È consentita la caccia a merli, tordi bottaccio, tordi sassello, cesene e allodole. Il carniere massimo per persona varia in base alla Regione: 25 o 30 uccelli al giorno. Poiché questo non è abbastanza per i cacciatori, spesso cercano di imporre l'estensione della caccia a specie protette come i fringuelli e le peppole.

Questa forma di caccia si regge quasi interamente sui richiami vivi: in ogni appostamento vengono esposti in media 25 animali, un quarto dei quali muore mediamente ogni anno. Vengono rimpiazzati in modo davvero minimo dall’allevamento, e in larghissima parte attraverso la cattura illegale con le reti o grazie al furto direttamente nei nidi.
L’illegalità è generale in questo mondo: i controlli effettuati dal personale di vigilanza rilevano violazioni in un caso su quattro, e l’illecito penale più comune è l’uccisione di specie particolarmente protette. Finiscono spesso nel mirino ballerine, migliarini di palude, passere scopaiole, cardellini, pettirossi e lucherini. Viene spesso superato il carniere giornaliero autorizzato e vengono in moltissimi casi utilizzati richiami elettronici illegali, più economici e ben più efficaci degli uccelli.
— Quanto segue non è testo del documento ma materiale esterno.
//! Per-link event loop and client API.
//!
//! # Architecture
//!
//! ```text
//!  Client
//!    │ send() / recv() / ready()          Link (handle)
//!    │                                ┌──────────────────────┐
//!    │                                │ cmd_tx    (channel)  │
//!    │                                │ recv_rx   (channel)  │
//!    │                                │ ready_rx  (watch)    │
//!    ▼                                └──────────┬───────────┘
//!  event_loop (one task per link)               │
//!    ├── TxQueues   (three queues, window, go-back-N)
//!    ├── RxMachine  (incremental frame reassembly, seq/ack state)
//!    ├── Handshake  (SYNC/CONFIG negotiation)
//!    └── transport  (any AsyncRead + AsyncWrite byte stream)
//! ```
//!
//! All link state is owned by a single task, which serializes the two event
//! sources that share it: inbound bytes (acknowledgment culling) and the
//! outbound path (window admission), plus the retransmission deadline and
//! the handshake retry tick, multiplexed with `tokio::select!`.  No branch
//! blocks; the only suspension points are the external event sources.
//!
//! The retransmission timer is a single deadline: armed when a reliable
//! frame enters an empty window, disarmed when the window drains, and on
//! expiry the whole window is requeued for retransmission (go-back-N).

use std::time::Duration;

use thiserror::Error;
use tokio::io::{AsyncRead, AsyncReadExt, AsyncWrite, AsyncWriteExt};
use tokio::sync::{mpsc, watch};
use tokio::task::JoinHandle;

use crate::handshake::{Handshake, SYNC_RETRY_INTERVAL};
use crate::packet::{Packet, PacketType, MAX_PAYLOAD};
use crate::rx::{RxFrame, RxMachine};
use crate::tx::TxQueues;

/// Time allowed for a transmitted reliable frame to be acknowledged before
/// the whole window is retransmitted.
pub const ACK_TIMEOUT: Duration = Duration::from_millis(250);

// ---------------------------------------------------------------------------
// Error type
// ---------------------------------------------------------------------------

/// Errors surfaced to the client by [`Link`] operations.
#[derive(Debug, Error)]
pub enum LinkError {
    /// The payload exceeds the 12-bit length field (4095 bytes).  The packet
    /// was rejected without touching protocol state.
    #[error("packet too long ({len} bytes, limit 4095)")]
    PacketTooLong { len: usize },
    /// The link-establishment handshake has not completed yet.
    #[error("link is not ready for user data")]
    NotReady,
    /// The link was closed, or the transport reached end-of-stream.
    #[error("link is closed")]
    Closed,
}

// ---------------------------------------------------------------------------
// Link handle
// ---------------------------------------------------------------------------

enum Command {
    Send(Packet),
    Close,
}

/// A handle to one open link.
///
/// Obtained from [`Link::open`]; the protocol itself runs in a background
/// task that owns the transport.  Dropping the handle shuts the task down.
pub struct Link {
    cmd_tx: mpsc::Sender<Command>,
    recv_rx: mpsc::Receiver<Packet>,
    ready_rx: watch::Receiver<bool>,
    task: JoinHandle<()>,
}

impl Link {
    /// Open a link over `transport` and begin the establishment handshake.
    ///
    /// The handshake runs immediately; await [`ready`](Link::ready) before
    /// sending user data.
    pub fn open<T>(transport: T) -> Link
    where
        T: AsyncRead + AsyncWrite + Unpin + Send + 'static,
    {
        let (cmd_tx, cmd_rx) = mpsc::channel(64);
        let (recv_tx, recv_rx) = mpsc::channel(64);
        let (ready_tx, ready_rx) = watch::channel(false);

        let task = tokio::spawn(event_loop(transport, cmd_rx, recv_tx, ready_tx));

        Link {
            cmd_tx,
            recv_rx,
            ready_rx,
            task,
        }
    }

    /// Wait until the link-establishment handshake has completed and user
    /// data may flow.
    pub async fn ready(&self) -> Result<(), LinkError> {
        let mut ready_rx = self.ready_rx.clone();
        while !*ready_rx.borrow_and_update() {
            ready_rx.changed().await.map_err(|_| LinkError::Closed)?;
        }
        Ok(())
    }

    /// Queue a packet for transmission.
    ///
    /// Command and ACL data packets are delivered reliably, in order; SCO
    /// data is sent best-effort.  Fails without touching protocol state when
    /// the payload exceeds [`MAX_PAYLOAD`], when the handshake has not
    /// completed, or when the link is closed.
    pub async fn send(&self, packet: Packet) -> Result<(), LinkError> {
        if packet.payload.len() > MAX_PAYLOAD {
            return Err(LinkError::PacketTooLong {
                len: packet.payload.len(),
            });
        }
        if !*self.ready_rx.borrow() {
            return Err(LinkError::NotReady);
        }
        self.cmd_tx
            .send(Command::Send(packet))
            .await
            .map_err(|_| LinkError::Closed)
    }

    /// Next inbound packet delivered by the peer.
    ///
    /// Returns `None` once the link is closed or the transport reaches
    /// end-of-stream.
    pub async fn recv(&mut self) -> Option<Packet> {
        self.recv_rx.recv().await
    }

    /// Tear the link down: all queues are drained and discarded, the
    /// retransmission timer is disarmed, and later `send` calls fail.
    pub async fn close(self) {
        let _ = self.cmd_tx.send(Command::Close).await;
        let _ = self.task.await;
    }
}

// ---------------------------------------------------------------------------
// Event loop
// ---------------------------------------------------------------------------

async fn event_loop<T>(
    mut transport: T,
    mut cmd_rx: mpsc::Receiver<Command>,
    recv_tx: mpsc::Sender<Packet>,
    ready_tx: watch::Sender<bool>,
) where
    T: AsyncRead + AsyncWrite + Unpin + Send + 'static,
{
    let mut tx = TxQueues::new();
    let mut rx = RxMachine::new();
    let mut handshake = Handshake::new();

    // A "disarmed" timer sleeps far in the future; the `retx_armed` guard
    // keeps the branch from firing while the window is empty.
    let far_future = Duration::from_secs(365 * 24 * 3600);
    let retx_timer = tokio::time::sleep(far_future);
    tokio::pin!(retx_timer);
    let mut retx_armed = false;

    // First tick fires immediately, which sends the opening SYNC request.
    let mut retry_tick = tokio::time::interval(SYNC_RETRY_INTERVAL);

    let mut read_buf = [0u8; 1024];

    loop {
        tokio::select! {
            // ── Branch 1: client commands ────────────────────────────────
            maybe_cmd = cmd_rx.recv() => {
                match maybe_cmd {
                    None | Some(Command::Close) => {
                        tx.reset();
                        log::debug!("[link] closed, queues discarded");
                        break;
                    }
                    Some(Command::Send(packet)) => tx.enqueue(packet),
                }
            }

            // ── Branch 2: inbound bytes ──────────────────────────────────
            result = transport.read(&mut read_buf) => {
                match result {
                    Ok(0) => {
                        log::debug!("[link] transport end-of-stream");
                        break;
                    }
                    Ok(n) => {
                        for &raw in &read_buf[..n] {
                            let Some(frame) = rx.push(raw) else { continue };
                            process_frame(
                                frame,
                                &mut tx,
                                &mut rx,
                                &mut handshake,
                                &recv_tx,
                                &ready_tx,
                            )
                            .await;
                        }
                    }
                    Err(e) => {
                        log::warn!("[link] transport read failed: {e}");
                        break;
                    }
                }
            }

            // ── Branch 3: retransmission deadline ────────────────────────
            _ = &mut retx_timer, if retx_armed => {
                retx_armed = false;
                let n = tx.on_timeout();
                log::debug!("[link] ack timeout, retransmitting {n} frame(s)");
            }

            // ── Branch 4: handshake retry tick ───────────────────────────
            _ = retry_tick.tick(), if !handshake.is_active() => {
                if let Some(msg) = handshake.retry_message() {
                    tx.push_link_control(msg);
                }
            }
        }

        // Flush whatever the branch made sendable.
        match flush_outbound(&mut transport, &mut tx, &mut rx).await {
            Ok(sent_reliable) => {
                if sent_reliable && !retx_armed {
                    retx_timer
                        .as_mut()
                        .reset(tokio::time::Instant::now() + ACK_TIMEOUT);
                    retx_armed = true;
                }
            }
            Err(e) => {
                log::warn!("[link] transport write failed: {e}");
                break;
            }
        }

        // The deadline is disarmed once nothing awaits acknowledgment.
        if retx_armed && !tx.has_unacked() {
            retx_armed = false;
        }
    }
}

/// Write every frame the transmit queues will currently yield.
///
/// Returns whether any reliable frame entered the window, so the caller can
/// arm the retransmission deadline.
async fn flush_outbound<T>(
    transport: &mut T,
    tx: &mut TxQueues,
    rx: &mut RxMachine,
) -> std::io::Result<bool>
where
    T: AsyncWrite + Unpin,
{
    let mut sent_reliable = false;
    loop {
        let Some(frame) = tx.dequeue(rx.ack_number(), rx.ack_pending()) else {
            break;
        };
        // Every frame piggybacks the current acknowledgment number.
        rx.clear_ack_pending();
        transport.write_all(&frame.bytes).await?;
        sent_reliable |= frame.reliable;
    }
    transport.flush().await?;
    Ok(sent_reliable)
}

/// Dispatch one completed inbound frame.
async fn process_frame(
    frame: RxFrame,
    tx: &mut TxQueues,
    rx: &mut RxMachine,
    handshake: &mut Handshake,
    recv_tx: &mpsc::Sender<Packet>,
    ready_tx: &watch::Sender<bool>,
) {
    // Every completed frame carries the peer's current acknowledgment.
    tx.on_ack(frame.header.ack);

    match PacketType::from_code(frame.header.packet_type) {
        Some(PacketType::LinkControl) => {
            let actions = handshake.on_link_control(&frame.payload);
            if actions.peer_reset {
                log::info!("[link] peer restarted negotiation, resetting link state");
                tx.reset();
                rx.reset();
                let _ = ready_tx.send(false);
            }
            for msg in actions.send {
                tx.push_link_control(msg);
            }
            if actions.became_active {
                log::info!("[link] handshake complete, link active");
                let _ = ready_tx.send(true);
            }
        }
        Some(PacketType::Ack) => {
            // Acknowledgment-only frame; the header already did its work.
        }
        Some(ptype) => {
            if !handshake.is_active() {
                log::debug!("[link] dropping {ptype:?} packet received before handshake completion");
                return;
            }
            if recv_tx
                .send(Packet::new(ptype, frame.payload))
                .await
                .is_err()
            {
                log::debug!("[link] client receiver dropped, discarding inbound packet");
            }
        }
        None => {
            log::debug!(
                "[link] dropping frame with unknown packet type {:#x}",
                frame.header.packet_type
            );
        }
    }
}
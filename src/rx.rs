//! Incremental receive state machine.
//!
//! Bytes arrive from the transport in arbitrary-sized chunks, so frames are
//! reconstructed by an explicit state machine (state plus remaining-byte
//! count) rather than by nested blocking reads:
//!
//! ```text
//!  WaitDelimiter ──0xC0──▶ PacketStart ──byte──▶ HeaderCollect (4 bytes)
//!        ▲                     │ 0xC0 no-op            │ checksum + seq ok
//!        │                     ▼                       ▼
//!        └──── any error ◀── frame ◀── CrcCollect ◀── PayloadCollect
//!                          complete     (2 bytes,      (len bytes)
//!                                       crc flag set)
//! ```
//!
//! The machine owns the receive half of the link's sequence state: `next_seq`
//! is the sequence number expected from the peer (advertised as the ack field
//! of every outbound frame) and `ack_pending` records that an acknowledgment
//! is owed.  Any framing error (bad header checksum, bad escape pair, or a
//! delimiter arriving while frame bytes are still expected) abandons the
//! in-progress frame without touching that sequence state; the loss is local
//! and the peer's retransmission recovers reliable traffic.
//!
//! A reliable frame whose sequence number is not the expected one is a
//! duplicate or out-of-order frame: it is dropped at header completion,
//! before any payload is buffered, and the peer retransmits on its own
//! timeout.

use crate::header::{FrameHeader, HEADER_LEN};
use crate::slip::{BadEscape, Unescaper, DELIMITER};

/// Where the machine is within the current frame.
#[derive(Debug, Clone, Copy, PartialEq, Eq)]
enum RxState {
    /// Discarding bytes until a frame delimiter is seen.
    WaitDelimiter,
    /// At a frame boundary; further delimiters collapse.
    PacketStart,
    /// Accumulating the four header bytes.
    HeaderCollect,
    /// Accumulating `remaining` payload bytes.
    PayloadCollect { header: FrameHeader, remaining: usize },
    /// Consuming the 2-byte CRC trailer (carried for forward compatibility,
    /// not verified).
    CrcCollect { header: FrameHeader, remaining: usize },
}

/// A completed frame, before dispatch by packet type.
#[derive(Debug, PartialEq, Eq)]
pub struct RxFrame {
    pub header: FrameHeader,
    pub payload: Vec<u8>,
}

/// Receive-side state for one link.
///
/// This module only manages state; all transport I/O is the caller's
/// responsibility.
#[derive(Debug)]
pub struct RxMachine {
    state: RxState,
    unescaper: Unescaper,
    /// Header bytes, then payload bytes, of the frame being assembled.
    assembly: Vec<u8>,
    /// Next sequence number expected from the peer.
    next_seq: u8,
    /// An acknowledgment is owed and not yet piggybacked on any frame.
    ack_pending: bool,
}

impl Default for RxMachine {
    fn default() -> Self {
        Self::new()
    }
}

impl RxMachine {
    pub fn new() -> Self {
        Self {
            state: RxState::WaitDelimiter,
            unescaper: Unescaper::new(),
            assembly: Vec::new(),
            next_seq: 0,
            ack_pending: false,
        }
    }

    /// Acknowledgment number to advertise in every outbound frame: the next
    /// sequence number expected from the peer.
    pub fn ack_number(&self) -> u8 {
        self.next_seq
    }

    /// `true` while an acknowledgment is owed to the peer.
    pub fn ack_pending(&self) -> bool {
        self.ack_pending
    }

    /// Called once any outbound frame (which always piggybacks the current
    /// ack number) has been handed to the transport.
    pub fn clear_ack_pending(&mut self) {
        self.ack_pending = false;
    }

    /// Full reset: abandon any frame in progress and zero the sequence
    /// counters.  Used at link reset, not for per-frame errors.
    pub fn reset(&mut self) {
        self.abandon();
        self.next_seq = 0;
        self.ack_pending = false;
    }

    /// Consume one raw wire byte; returns a frame when `raw` completes one.
    pub fn push(&mut self, raw: u8) -> Option<RxFrame> {
        match self.state {
            RxState::WaitDelimiter => {
                if raw == DELIMITER {
                    self.state = RxState::PacketStart;
                }
                None
            }
            RxState::PacketStart => {
                if raw == DELIMITER {
                    return None;
                }
                self.assembly.clear();
                self.unescaper.reset();
                self.state = RxState::HeaderCollect;
                self.collect(raw)
            }
            _ => {
                if raw == DELIMITER {
                    // The peer can never use the delimiter unescaped inside a
                    // frame: the in-progress frame is short and abandoned.
                    log::debug!("[rx] delimiter inside frame, dropping partial frame");
                    self.abandon();
                    return None;
                }
                let byte = match self.unescaper.push(raw) {
                    Ok(Some(b)) => b,
                    Ok(None) => return None,
                    Err(BadEscape(bad)) => {
                        log::debug!("[rx] invalid escape pair 0xdb 0x{bad:02x}, dropping frame");
                        self.abandon();
                        return None;
                    }
                };
                self.collect(byte)
            }
        }
    }

    /// Advance the frame assembly with one decoded byte.
    fn collect(&mut self, byte: u8) -> Option<RxFrame> {
        match self.state {
            RxState::HeaderCollect => {
                self.assembly.push(byte);
                if self.assembly.len() < HEADER_LEN {
                    return None;
                }
                let bytes = [
                    self.assembly[0],
                    self.assembly[1],
                    self.assembly[2],
                    self.assembly[3],
                ];
                let header = match FrameHeader::decode(&bytes) {
                    Ok(h) => h,
                    Err(_) => {
                        log::debug!("[rx] header checksum failed, dropping frame");
                        self.abandon();
                        return None;
                    }
                };
                if header.reliable && header.seq != self.next_seq {
                    log::debug!(
                        "[rx] out-of-order frame (seq {}, expected {}), dropping",
                        header.seq,
                        self.next_seq
                    );
                    self.abandon();
                    return None;
                }
                self.assembly.clear();
                if header.len > 0 {
                    self.state = RxState::PayloadCollect {
                        header,
                        remaining: header.len as usize,
                    };
                    None
                } else if header.crc {
                    self.state = RxState::CrcCollect {
                        header,
                        remaining: 2,
                    };
                    None
                } else {
                    Some(self.complete(header))
                }
            }
            RxState::PayloadCollect { header, remaining } => {
                self.assembly.push(byte);
                if remaining > 1 {
                    self.state = RxState::PayloadCollect {
                        header,
                        remaining: remaining - 1,
                    };
                    None
                } else if header.crc {
                    self.state = RxState::CrcCollect {
                        header,
                        remaining: 2,
                    };
                    None
                } else {
                    Some(self.complete(header))
                }
            }
            RxState::CrcCollect { header, remaining } => {
                // Trailer bytes are consumed but their content is not checked.
                if remaining > 1 {
                    self.state = RxState::CrcCollect {
                        header,
                        remaining: remaining - 1,
                    };
                    None
                } else {
                    Some(self.complete(header))
                }
            }
            // Delimiter hunting is handled in `push`.
            RxState::WaitDelimiter | RxState::PacketStart => None,
        }
    }

    /// Executed immediately once the final frame byte is consumed.
    fn complete(&mut self, header: FrameHeader) -> RxFrame {
        if header.reliable {
            self.next_seq = (self.next_seq + 1) & 0x07;
            self.ack_pending = true;
        }
        self.state = RxState::WaitDelimiter;
        self.unescaper.reset();
        RxFrame {
            header,
            payload: std::mem::take(&mut self.assembly),
        }
    }

    /// Abandon the in-progress frame; sequence state is untouched.
    fn abandon(&mut self) {
        self.state = RxState::WaitDelimiter;
        self.assembly.clear();
        self.unescaper.reset();
    }
}
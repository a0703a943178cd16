//! Entry point for `serial-mux`.
//!
//! Parses CLI arguments and dispatches into either **listen** or **dial**
//! mode, using a TCP stream as the unreliable byte pipe standing in for a
//! UART.  All protocol work is delegated to library modules; `main.rs` owns
//! only process setup (logging, argument parsing) and the demo exchange.

use clap::{Parser, Subcommand};
use tokio::net::{TcpListener, TcpStream};

use serial_mux::{Link, Packet, PacketType};

/// Reliable packet transport over an unreliable byte stream.
#[derive(Parser)]
#[command(author, version, about)]
struct Cli {
    #[command(subcommand)]
    mode: Mode,
}

#[derive(Subcommand)]
enum Mode {
    /// Wait for a peer byte stream and echo received packets back.
    Listen {
        /// Local address to bind (e.g. 127.0.0.1:9000).
        #[arg(short, long, default_value = "127.0.0.1:9000")]
        bind: String,
    },
    /// Connect to a listening peer and send a demo command packet.
    Dial {
        /// Peer address (e.g. 127.0.0.1:9000).
        #[arg(short, long, default_value = "127.0.0.1:9000")]
        peer: String,
    },
}

#[tokio::main]
async fn main() -> anyhow::Result<()> {
    // Initialise env_logger; set RUST_LOG to control verbosity.
    env_logger::init();

    let cli = Cli::parse();

    match cli.mode {
        Mode::Listen { bind } => {
            let listener = TcpListener::bind(&bind).await?;
            log::info!("listening on {bind}");
            let (stream, peer) = listener.accept().await?;
            log::info!("byte stream connected from {peer}");

            let mut link = Link::open(stream);
            link.ready().await?;
            log::info!("link active");

            while let Some(packet) = link.recv().await {
                log::info!(
                    "delivered {:?} packet with {} byte payload, echoing",
                    packet.ptype,
                    packet.payload.len()
                );
                link.send(Packet::new(PacketType::AclData, packet.payload))
                    .await?;
            }
            log::info!("peer went away");
        }
        Mode::Dial { peer } => {
            let stream = TcpStream::connect(&peer).await?;
            log::info!("byte stream connected to {peer}");

            let mut link = Link::open(stream);
            link.ready().await?;
            log::info!("link active");

            link.send(Packet::new(
                PacketType::Command,
                b"hello over the wire".to_vec(),
            ))
            .await?;

            match link.recv().await {
                Some(echo) => log::info!(
                    "echo came back: {:?}",
                    String::from_utf8_lossy(&echo.payload)
                ),
                None => log::warn!("link closed before the echo arrived"),
            }
            link.close().await;
        }
    }

    Ok(())
}
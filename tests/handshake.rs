//! Integration tests for link establishment.
//!
//! Each test wires two in-process endpoints together over a
//! `tokio::io::duplex` byte pipe (standing in for a UART) and verifies the
//! SYNC/CONFIG exchange and the ready/closed lifecycle visible to clients.

use std::time::Duration;

use tokio::time::timeout;

use serial_mux::{Link, LinkError, Packet, PacketType};

const LONG: Duration = Duration::from_secs(5);

// ---------------------------------------------------------------------------
// Tests
// ---------------------------------------------------------------------------

/// Both sides open simultaneously and must reach the active state.
#[tokio::test]
async fn both_links_reach_active() {
    let (a_pipe, b_pipe) = tokio::io::duplex(4096);
    let a = Link::open(a_pipe);
    let b = Link::open(b_pipe);

    timeout(LONG, a.ready())
        .await
        .expect("side A timed out")
        .expect("side A failed");
    timeout(LONG, b.ready())
        .await
        .expect("side B timed out")
        .expect("side B failed");

    // `ready` is level-triggered: awaiting it again returns immediately.
    timeout(Duration::from_millis(100), a.ready())
        .await
        .expect("ready must stay signalled")
        .expect("ready must stay Ok");
}

/// User data flows once, and only once, the handshake has completed.
#[tokio::test]
async fn data_flows_after_handshake() {
    let (a_pipe, b_pipe) = tokio::io::duplex(4096);
    let a = Link::open(a_pipe);
    let mut b = Link::open(b_pipe);

    timeout(LONG, a.ready()).await.unwrap().unwrap();
    timeout(LONG, b.ready()).await.unwrap().unwrap();

    a.send(Packet::new(PacketType::Command, b"first".to_vec()))
        .await
        .expect("send after ready");

    let delivered = timeout(LONG, b.recv())
        .await
        .expect("delivery timed out")
        .expect("link closed early");
    assert_eq!(delivered.ptype, PacketType::Command);
    assert_eq!(delivered.payload, b"first");
}

/// Sending before the handshake completes is rejected without touching
/// protocol state.
#[tokio::test]
async fn send_before_ready_is_rejected() {
    // The far end of the pipe is held open but never answers, so the link
    // keeps retrying SYNC and never becomes ready.
    let (a_pipe, _silent_peer) = tokio::io::duplex(4096);
    let a = Link::open(a_pipe);

    let err = a
        .send(Packet::new(PacketType::Command, b"too early".to_vec()))
        .await
        .expect_err("send must fail before ready");
    assert!(matches!(err, LinkError::NotReady), "got {err:?}");
}

/// Closing one side tears the peer's link down too: its transport sees
/// end-of-stream, its task stops, and further sends fail.
#[tokio::test]
async fn send_after_peer_close_fails() {
    let (a_pipe, b_pipe) = tokio::io::duplex(4096);
    let mut a = Link::open(a_pipe);
    let b = Link::open(b_pipe);

    timeout(LONG, a.ready()).await.unwrap().unwrap();
    timeout(LONG, b.ready()).await.unwrap().unwrap();

    b.close().await;

    // recv drains to None once the close propagates.
    let gone = timeout(LONG, a.recv()).await.expect("close never propagated");
    assert!(gone.is_none());

    let err = a
        .send(Packet::new(PacketType::Command, b"late".to_vec()))
        .await
        .expect_err("send must fail after close");
    assert!(matches!(err, LinkError::Closed), "got {err:?}");
}
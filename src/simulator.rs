//! Fault injection for deterministic testing.
//!
//! A real serial line drops and corrupts bytes; exercising retransmission
//! against real hardware makes tests flaky and slow.  [`lossy_pair`] builds
//! an in-process bidirectional byte pipe whose two directions independently
//! drop bytes with configured probabilities.  The loss pattern comes from a
//! seeded RNG, so a failing test reproduces byte for byte.
//!
//! With both loss rates at `0.0` the pair is a transparent pass-through,
//! usable anywhere a connected transport pair is needed.

use rand::rngs::StdRng;
use rand::{Rng, SeedableRng};
use tokio::io::{AsyncReadExt, AsyncWriteExt, DuplexStream};

/// Configuration for the fault model.  Probabilities are in `[0.0, 1.0]`.
#[derive(Debug, Clone)]
pub struct SimulatorConfig {
    /// Probability that a byte travelling from endpoint A to B is dropped.
    pub loss_a_to_b: f64,
    /// Probability that a byte travelling from endpoint B to A is dropped.
    pub loss_b_to_a: f64,
    /// RNG seed; equal seeds reproduce the exact same loss pattern.
    pub seed: u64,
}

impl Default for SimulatorConfig {
    fn default() -> Self {
        // No faults by default: the pair is a transparent pass-through.
        Self {
            loss_a_to_b: 0.0,
            loss_b_to_a: 0.0,
            seed: 0,
        }
    }
}

/// Create a connected pair of byte-stream endpoints with fault injection
/// applied independently in each direction.
///
/// The forwarding task lives until either endpoint is dropped.
pub fn lossy_pair(config: SimulatorConfig) -> (DuplexStream, DuplexStream) {
    let (a_user, mut a_inner) = tokio::io::duplex(4096);
    let (b_user, mut b_inner) = tokio::io::duplex(4096);

    tokio::spawn(async move {
        let mut rng_ab = StdRng::seed_from_u64(config.seed);
        let mut rng_ba = StdRng::seed_from_u64(config.seed.wrapping_add(1));
        let mut buf_a = [0u8; 512];
        let mut buf_b = [0u8; 512];

        loop {
            tokio::select! {
                r = a_inner.read(&mut buf_a) => match r {
                    Ok(0) | Err(_) => break,
                    Ok(n) => {
                        let kept = filter(&buf_a[..n], config.loss_a_to_b, &mut rng_ab);
                        if !kept.is_empty() && b_inner.write_all(&kept).await.is_err() {
                            break;
                        }
                    }
                },
                r = b_inner.read(&mut buf_b) => match r {
                    Ok(0) | Err(_) => break,
                    Ok(n) => {
                        let kept = filter(&buf_b[..n], config.loss_b_to_a, &mut rng_ba);
                        if !kept.is_empty() && a_inner.write_all(&kept).await.is_err() {
                            break;
                        }
                    }
                },
            }
        }
    });

    (a_user, b_user)
}

/// Keep each byte with probability `1 - loss_rate`.
fn filter(bytes: &[u8], loss_rate: f64, rng: &mut StdRng) -> Vec<u8> {
    bytes
        .iter()
        .copied()
        .filter(|_| rng.gen::<f64>() >= loss_rate)
        .collect()
}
I capanni sono poi delle vere scatole segrete: molto spesso dotate di doppifondi o botole, dove una percentuale significativa di cacciatori fa sparire quanto di illegale c'è nella sua attività. Intorno ai capanni non è neppure raro incontrare tracce di uccellagione: durante i nostri campi antibracconaggio facciamo spesso sopralluoghi intorno agli appostamenti, rinvenendo sistematicamente le prove dell’uso di reti o trappole.